The black and white footage of the decimated cities shot by Japanese film crews was confiscated by American military authorities. After the war, Sussan hoped to use the footage his crew shot in a film that would warn humanity of the horror of nuclear war. But the film was designated top secret for more than 30 years.
“There was a concerted effort from the moment we returned with the film to see that the American people and people throughout the world never saw this footage.”
“There was a concerted effort from the moment we returned with the film to see that the American people and people throughout the world never saw this footage,” Sussan said in a 1983 interview. By then, he had retired from a successful career as a TV producer and was terminally ill with a cancer he believed was caused by his exposure to radiation in Japan.
Critics of “Oppenheimer” have taken issue with the fact that the film ignores the suffering of Japanese people in the aftermath of the atomic bombs.
“[The ‘Oppenheimer’ film] is such a missed opportunity for a Hollywood film that’s being seen by so many people,” said Naoko Wake, a history professor at Michigan State University who wrote a book about Asian Americans who were in Japan during the atomic attacks and survived. Wake grew up in Japan and went to see the Oppenheimer film because she felt it was her responsibility as a historian.
“Hollywood films are a great venue for not just entertaining but also inspiring and educating people who may not be familiar with the actual consequences of the bomb. Unfortunately, we are again facing this increased fear of nuclear war.”
Greg Mitchell, an author and documentary director, has watched all of the footage shot by American and Japanese film crews. He’s written a Substack newsletter about the “Oppenheimer” film since it opened last summer.
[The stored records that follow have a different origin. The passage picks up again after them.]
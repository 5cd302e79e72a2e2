//! The command dispatcher: start, stop, build, logs, and stats for the
//! single container belonging to a project directory.

use std::path::Path;

use containeryml_common::constants::LOG_TAIL_LINES;
use containeryml_common::error::{ContainerYmlError, Result};
use containeryml_common::types::ContainerName;
use containeryml_descriptor::{Descriptor, build_flags, run_flags};

use crate::invocation::{Invocation, RunMode};
use crate::runner::{CommandRunner, RuntimeCli};

/// Orchestrates container operations over a [`CommandRunner`].
///
/// Holds no state of its own. Whether a container or image exists is
/// asked of the runtime every time.
pub struct Engine<R = RuntimeCli> {
    runner: R,
}

impl<R: CommandRunner> Engine<R> {
    /// Creates an engine that runs invocations through `runner`.
    pub const fn new(runner: R) -> Self {
        Self { runner }
    }

    /// Replaces any existing container for the project and runs a new one
    /// from the image of the same name.
    ///
    /// The descriptor is loaded and translated before any runtime call.
    /// Returns the exit code of `run`.
    ///
    /// # Errors
    ///
    /// Returns an error if the descriptor cannot be loaded or translated,
    /// if no image has been built ([`ContainerYmlError::ImageMissing`]),
    /// or if the runtime cannot be executed.
    pub fn start(&self, path: &Path, detach: bool) -> Result<i32> {
        let name = ContainerName::from_path(path)?;
        let descriptor = Descriptor::load(name.project_dir())?;
        let flags = run_flags(&descriptor, name.project_dir())?;

        self.remove_container(&name);

        if !self.image_exists(&name)? {
            return Err(ContainerYmlError::ImageMissing {
                name: name.to_string(),
            });
        }

        let mode = RunMode::from_detach(detach);
        tracing::info!(name = %name, ?mode, "starting container");
        self.runner
            .attach(&Invocation::run(name.as_str(), &flags, mode))
    }

    /// Kills and removes the project's container. Both steps are best-effort.
    ///
    /// # Errors
    ///
    /// Returns an error only if the container name cannot be derived.
    pub fn stop(&self, path: &Path) -> Result<i32> {
        let name = ContainerName::from_path(path)?;
        tracing::info!(name = %name, "stopping container");
        self.remove_container(&name);
        Ok(0)
    }

    /// Builds the project's image, tagged with the container name.
    ///
    /// With `limit_resources`, the descriptor's CPU and memory limits are
    /// applied to the build. Returns the exit code of `build`.
    ///
    /// # Errors
    ///
    /// Returns an error if `limit_resources` is set and the descriptor
    /// cannot be loaded or translated, or if the runtime cannot be executed.
    pub fn build(&self, path: &Path, limit_resources: bool) -> Result<i32> {
        let name = ContainerName::from_path(path)?;
        let flags = if limit_resources {
            build_flags(&Descriptor::load(name.project_dir())?)?
        } else {
            Vec::new()
        };

        tracing::info!(name = %name, limit_resources, "building image");
        self.runner
            .attach(&Invocation::build(name.as_str(), &flags, name.project_dir()))
    }

    /// Follows the running container's output, starting from the last
    /// [`LOG_TAIL_LINES`] lines. Blocks until the runtime exits.
    ///
    /// # Errors
    ///
    /// Returns [`ContainerYmlError::NotRunning`] without invoking the
    /// stream if the container is not running.
    pub fn logs(&self, path: &Path) -> Result<i32> {
        let name = self.require_running(path)?;
        self.runner
            .attach(&Invocation::logs(name.as_str(), LOG_TAIL_LINES))
    }

    /// Streams the running container's resource usage. Blocks until the
    /// runtime exits.
    ///
    /// # Errors
    ///
    /// Returns [`ContainerYmlError::NotRunning`] without invoking the
    /// stream if the container is not running.
    pub fn stats(&self, path: &Path) -> Result<i32> {
        let name = self.require_running(path)?;
        self.runner.attach(&Invocation::stats(name.as_str()))
    }

    /// Returns whether an image tagged with `name` exists.
    ///
    /// # Errors
    ///
    /// Returns an error if the runtime query fails.
    pub fn image_exists(&self, name: &ContainerName) -> Result<bool> {
        let out = self.runner.capture(&Invocation::images(name.as_str()))?;
        Ok(!out.trim().is_empty())
    }

    /// Returns whether a container matching `name` is running.
    ///
    /// # Errors
    ///
    /// Returns an error if the runtime query fails.
    pub fn container_running(&self, name: &ContainerName) -> Result<bool> {
        let out = self.runner.capture(&Invocation::running(name.as_str()))?;
        Ok(!out.trim().is_empty())
    }

    fn require_running(&self, path: &Path) -> Result<ContainerName> {
        let name = ContainerName::from_path(path)?;
        if !self.container_running(&name)? {
            return Err(ContainerYmlError::NotRunning {
                name: name.to_string(),
            });
        }
        Ok(name)
    }

    /// `kill -s 9` then `rm`. The container may not exist, so failures
    /// are only logged.
    fn remove_container(&self, name: &ContainerName) {
        for invocation in [Invocation::kill(name.as_str()), Invocation::remove(name.as_str())] {
            match self.runner.quiet(&invocation) {
                Ok(0) => {}
                Ok(code) => {
                    tracing::debug!(command = %invocation, code, "cleanup step failed, ignoring");
                }
                Err(e) => tracing::warn!(command = %invocation, error = %e, "cleanup step failed"),
            }
        }
    }
}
Mitchell is critical of the movie’s one moment in which a victim appears — a scene in which Oppenheimer is hallucinating. The scene takes place in Los Alamos, New Mexico, where the atomic bomb was created. A celebration was held after the news of the bomb’s effectiveness was announced.
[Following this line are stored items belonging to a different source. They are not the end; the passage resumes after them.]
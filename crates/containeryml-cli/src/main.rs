//! # cyml
//!
//! Runs the container for a project directory by translating its
//! `container.yml` into flags for an external container runtime.

#![cfg_attr(test, allow(clippy::expect_used, clippy::unwrap_used))]

mod commands;
mod output;

use std::process::ExitCode;

use clap::Parser;

use crate::commands::Cli;

fn main() -> ExitCode {
    tracing_subscriber::fmt()
        .with_env_filter(tracing_subscriber::EnvFilter::from_default_env())
        .with_writer(std::io::stderr)
        .init();

    let cli = Cli::parse();
    match commands::execute(cli) {
        Ok(code) => output::exit_code(code),
        Err(err) => {
            output::report(&err);
            ExitCode::FAILURE
        }
    }
}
“The only victim of the bombing that you see is one young woman and her face kind of melts a little,” Mitchell said. “That’s actually [director] Christopher Nolan’s daughter. And she’s not even Asian.”
Nolan has said that he didn’t include footage of the victims in Hiroshima or Nagasaki because he wanted to tell the story through Oppenheimer’s eyes.
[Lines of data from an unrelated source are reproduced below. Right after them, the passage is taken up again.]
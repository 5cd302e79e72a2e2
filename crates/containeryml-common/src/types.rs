//! Domain primitive types used across the containeryml workspace.

use std::fmt;
use std::path::{Component, Path, PathBuf};

use crate::error::{ContainerYmlError, Result};

/// Canonical container identity for a project directory.
///
/// The name is the final segment of the project's absolute, lexically
/// normalized path. It doubles as the image tag, so every operation on
/// the same directory agrees on identity. Two directories sharing a base
/// name collide.
#[derive(Debug, Clone, PartialEq, Eq, Hash)]
pub struct ContainerName {
    name: String,
    project_dir: PathBuf,
}

impl ContainerName {
    /// Derives the container name for a project path.
    ///
    /// Relative paths are resolved against the current directory.
    ///
    /// # Errors
    ///
    /// Returns an error if the current directory cannot be read, or if the
    /// normalized path has no final segment (the filesystem root) or that
    /// segment is not valid UTF-8.
    pub fn from_path(path: &Path) -> Result<Self> {
        let absolute = if path.is_absolute() {
            path.to_path_buf()
        } else {
            let cwd = std::env::current_dir().map_err(|e| ContainerYmlError::Io {
                path: PathBuf::from("."),
                source: e,
            })?;
            cwd.join(path)
        };
        let project_dir = normalize(&absolute);

        let name = project_dir
            .file_name()
            .ok_or_else(|| ContainerYmlError::Config {
                message: format!(
                    "cannot derive a container name from {}",
                    project_dir.display()
                ),
            })?
            .to_str()
            .ok_or_else(|| ContainerYmlError::Config {
                message: format!("project directory name is not UTF-8: {}", project_dir.display()),
            })?
            .to_owned();

        Ok(Self { name, project_dir })
    }

    /// Returns the container name.
    #[must_use]
    pub fn as_str(&self) -> &str {
        &self.name
    }

    /// Returns the absolute project directory the name was derived from.
    #[must_use]
    pub fn project_dir(&self) -> &Path {
        &self.project_dir
    }
}

impl fmt::Display for ContainerName {
    fn fmt(&self, f: &mut fmt::Formatter<'_>) -> fmt::Result {
        write!(f, "{}", self.name)
    }
}

/// Lexically removes `.` and `..` components without touching the filesystem.
fn normalize(path: &Path) -> PathBuf {
    let mut out = PathBuf::new();
    for component in path.components() {
        match component {
            Component::CurDir => {}
            Component::ParentDir => {
                let _ = out.pop();
            }
            other => out.push(other.as_os_str()),
        }
    }
    out
}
Footage shot by Herbert Sussan’s film crew was declassified sometime in the late 1970s, and some filmmakers got to use it. Shortly thereafter, a dramatic miniseries about Robert Oppenheimer, co-produced by the BBC and GBH, did use actual footage of the devastation in Hiroshima and Nagasaki.
In one scene, Oppenheimer looks at a film showing a destroyed Mitsubishi factory, a school and a prison 300 yards from the blast. During the scene, one of Oppenheimer’s colleagues asks whether the 140 prisoners survived.
“No,” another colleague replies. “They died in their cells.”
Leslie Sussan wrote a memoir about her father and how the experience he had in Hiroshima and Nagasaki had a profound effect on him.
She went to live in Hiroshima after her father died. While she was there, she connected with some of the survivors her father had filmed.
“He really believed in film and images… and he thought that the only way you would stop the world from using nuclear weapons on people again was if you showed them color footage. Then they couldn’t help but feel what he felt, that this couldn’t be allowed again.”
Mitchell shares Leslie Sussan’s disappointment in the “Oppenheimer” film and her view that the motion picture squandered its chance to deliver a more critical take on the atomic attacks.
“‘Oppenheimer’ was maybe the last chance to reach a very large audience with a more honest appraisal of the use of the bomb and what actually happened,” Mitchell said.
“In that sense, the film is a failure and it doesn’t really matter how many awards it wins or how popular it was.”
It’s set to open at the end of the month in Japan, which is often the last foreign destination for Hollywood blockbusters.